Give the number of lines below that contain the string "crate", and no other text.

[Dataset records]
# # # #

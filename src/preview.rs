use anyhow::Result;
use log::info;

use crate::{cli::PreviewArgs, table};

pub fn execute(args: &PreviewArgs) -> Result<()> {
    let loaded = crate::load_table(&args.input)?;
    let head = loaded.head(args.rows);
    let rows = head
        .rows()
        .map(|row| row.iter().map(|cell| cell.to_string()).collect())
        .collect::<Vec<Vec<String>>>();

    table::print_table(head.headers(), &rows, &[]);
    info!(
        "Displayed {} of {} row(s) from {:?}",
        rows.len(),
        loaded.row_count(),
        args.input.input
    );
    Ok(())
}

# # # #

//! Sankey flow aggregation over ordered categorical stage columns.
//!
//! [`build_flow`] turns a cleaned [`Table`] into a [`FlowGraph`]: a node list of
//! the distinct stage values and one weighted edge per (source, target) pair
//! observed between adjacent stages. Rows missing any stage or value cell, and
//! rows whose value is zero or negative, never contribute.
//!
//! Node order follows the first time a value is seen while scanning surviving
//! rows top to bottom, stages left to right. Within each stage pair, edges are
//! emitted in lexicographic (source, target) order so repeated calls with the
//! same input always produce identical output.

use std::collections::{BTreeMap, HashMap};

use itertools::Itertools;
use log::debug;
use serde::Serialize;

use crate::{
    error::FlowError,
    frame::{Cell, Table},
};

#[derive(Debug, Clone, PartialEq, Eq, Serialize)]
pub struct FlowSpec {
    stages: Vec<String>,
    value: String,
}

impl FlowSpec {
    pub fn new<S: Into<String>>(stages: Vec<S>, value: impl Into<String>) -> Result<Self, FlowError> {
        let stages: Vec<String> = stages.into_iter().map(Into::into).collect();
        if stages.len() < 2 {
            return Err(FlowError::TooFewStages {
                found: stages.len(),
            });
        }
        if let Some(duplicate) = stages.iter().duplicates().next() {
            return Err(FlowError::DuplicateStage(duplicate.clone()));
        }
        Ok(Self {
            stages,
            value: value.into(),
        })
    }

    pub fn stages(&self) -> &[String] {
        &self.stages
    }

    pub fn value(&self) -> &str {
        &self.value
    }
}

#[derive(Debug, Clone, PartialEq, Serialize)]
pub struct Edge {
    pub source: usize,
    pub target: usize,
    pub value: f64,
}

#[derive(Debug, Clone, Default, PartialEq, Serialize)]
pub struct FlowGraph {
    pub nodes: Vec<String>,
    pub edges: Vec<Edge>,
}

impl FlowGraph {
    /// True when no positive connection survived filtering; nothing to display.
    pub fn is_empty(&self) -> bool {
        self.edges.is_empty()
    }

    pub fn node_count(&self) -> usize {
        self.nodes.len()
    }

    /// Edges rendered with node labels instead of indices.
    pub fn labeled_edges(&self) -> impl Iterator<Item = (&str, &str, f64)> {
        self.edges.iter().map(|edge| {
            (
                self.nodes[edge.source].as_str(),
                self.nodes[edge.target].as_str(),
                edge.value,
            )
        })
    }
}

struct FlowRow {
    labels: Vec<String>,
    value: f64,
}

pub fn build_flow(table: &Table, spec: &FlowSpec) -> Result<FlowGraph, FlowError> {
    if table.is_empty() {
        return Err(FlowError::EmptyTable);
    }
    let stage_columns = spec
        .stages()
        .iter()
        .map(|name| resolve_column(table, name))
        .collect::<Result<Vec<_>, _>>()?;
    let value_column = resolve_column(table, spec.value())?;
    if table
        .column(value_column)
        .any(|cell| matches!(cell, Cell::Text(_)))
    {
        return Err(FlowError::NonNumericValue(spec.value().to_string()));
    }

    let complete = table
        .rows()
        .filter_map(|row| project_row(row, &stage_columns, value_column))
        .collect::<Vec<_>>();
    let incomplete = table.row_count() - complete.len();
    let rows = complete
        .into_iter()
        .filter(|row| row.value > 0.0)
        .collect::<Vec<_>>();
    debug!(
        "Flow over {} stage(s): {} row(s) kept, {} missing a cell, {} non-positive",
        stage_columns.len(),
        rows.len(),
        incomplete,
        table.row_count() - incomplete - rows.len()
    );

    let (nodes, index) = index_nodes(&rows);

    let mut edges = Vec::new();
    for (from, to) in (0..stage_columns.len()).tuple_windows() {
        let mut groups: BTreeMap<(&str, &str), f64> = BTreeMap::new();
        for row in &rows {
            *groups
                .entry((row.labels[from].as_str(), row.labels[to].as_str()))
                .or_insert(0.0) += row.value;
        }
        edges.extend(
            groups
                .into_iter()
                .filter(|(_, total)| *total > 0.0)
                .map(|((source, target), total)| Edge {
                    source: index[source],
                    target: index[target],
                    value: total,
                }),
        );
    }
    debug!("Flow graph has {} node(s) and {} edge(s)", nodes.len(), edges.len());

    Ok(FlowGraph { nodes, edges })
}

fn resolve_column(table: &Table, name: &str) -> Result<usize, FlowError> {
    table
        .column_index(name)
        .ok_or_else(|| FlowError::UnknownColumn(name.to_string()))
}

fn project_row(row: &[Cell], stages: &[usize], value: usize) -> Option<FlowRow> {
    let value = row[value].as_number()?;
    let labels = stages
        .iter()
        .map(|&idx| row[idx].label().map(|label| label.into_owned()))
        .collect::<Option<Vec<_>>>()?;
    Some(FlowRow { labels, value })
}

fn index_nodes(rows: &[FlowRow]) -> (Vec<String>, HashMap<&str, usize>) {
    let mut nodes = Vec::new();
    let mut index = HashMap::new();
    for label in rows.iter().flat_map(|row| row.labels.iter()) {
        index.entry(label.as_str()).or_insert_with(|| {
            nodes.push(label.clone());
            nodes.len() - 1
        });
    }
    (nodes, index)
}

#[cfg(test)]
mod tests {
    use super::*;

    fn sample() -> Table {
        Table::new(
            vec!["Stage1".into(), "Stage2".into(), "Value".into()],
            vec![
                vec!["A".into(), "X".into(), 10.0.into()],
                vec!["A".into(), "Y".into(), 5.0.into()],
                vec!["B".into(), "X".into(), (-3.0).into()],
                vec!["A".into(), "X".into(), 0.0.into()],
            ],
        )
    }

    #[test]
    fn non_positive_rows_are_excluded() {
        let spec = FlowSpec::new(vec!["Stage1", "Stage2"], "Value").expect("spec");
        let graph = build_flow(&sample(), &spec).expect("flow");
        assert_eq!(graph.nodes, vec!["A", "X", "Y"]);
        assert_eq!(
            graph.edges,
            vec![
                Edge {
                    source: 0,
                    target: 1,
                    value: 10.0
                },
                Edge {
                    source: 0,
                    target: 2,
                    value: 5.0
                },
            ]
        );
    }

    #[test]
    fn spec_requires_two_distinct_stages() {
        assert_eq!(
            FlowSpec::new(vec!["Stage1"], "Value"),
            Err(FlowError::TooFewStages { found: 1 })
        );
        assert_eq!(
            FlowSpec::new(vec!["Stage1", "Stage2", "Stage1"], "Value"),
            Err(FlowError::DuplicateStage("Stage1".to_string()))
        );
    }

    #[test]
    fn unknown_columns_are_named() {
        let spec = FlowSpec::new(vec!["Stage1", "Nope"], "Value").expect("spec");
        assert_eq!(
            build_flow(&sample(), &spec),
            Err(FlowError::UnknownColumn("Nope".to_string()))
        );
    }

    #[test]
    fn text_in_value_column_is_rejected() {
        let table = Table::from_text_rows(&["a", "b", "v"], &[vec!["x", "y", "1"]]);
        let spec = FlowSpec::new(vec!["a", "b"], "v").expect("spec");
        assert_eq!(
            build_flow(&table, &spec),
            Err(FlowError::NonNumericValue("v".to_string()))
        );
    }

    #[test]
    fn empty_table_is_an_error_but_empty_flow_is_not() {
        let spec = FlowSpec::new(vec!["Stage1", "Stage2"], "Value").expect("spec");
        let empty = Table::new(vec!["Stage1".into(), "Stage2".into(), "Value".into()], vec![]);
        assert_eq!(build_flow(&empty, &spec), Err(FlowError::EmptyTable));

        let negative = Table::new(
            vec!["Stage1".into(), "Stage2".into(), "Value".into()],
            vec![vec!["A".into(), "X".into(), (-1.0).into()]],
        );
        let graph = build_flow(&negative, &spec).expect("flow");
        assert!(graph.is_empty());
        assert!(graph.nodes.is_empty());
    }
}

# # # #

- Expected output
3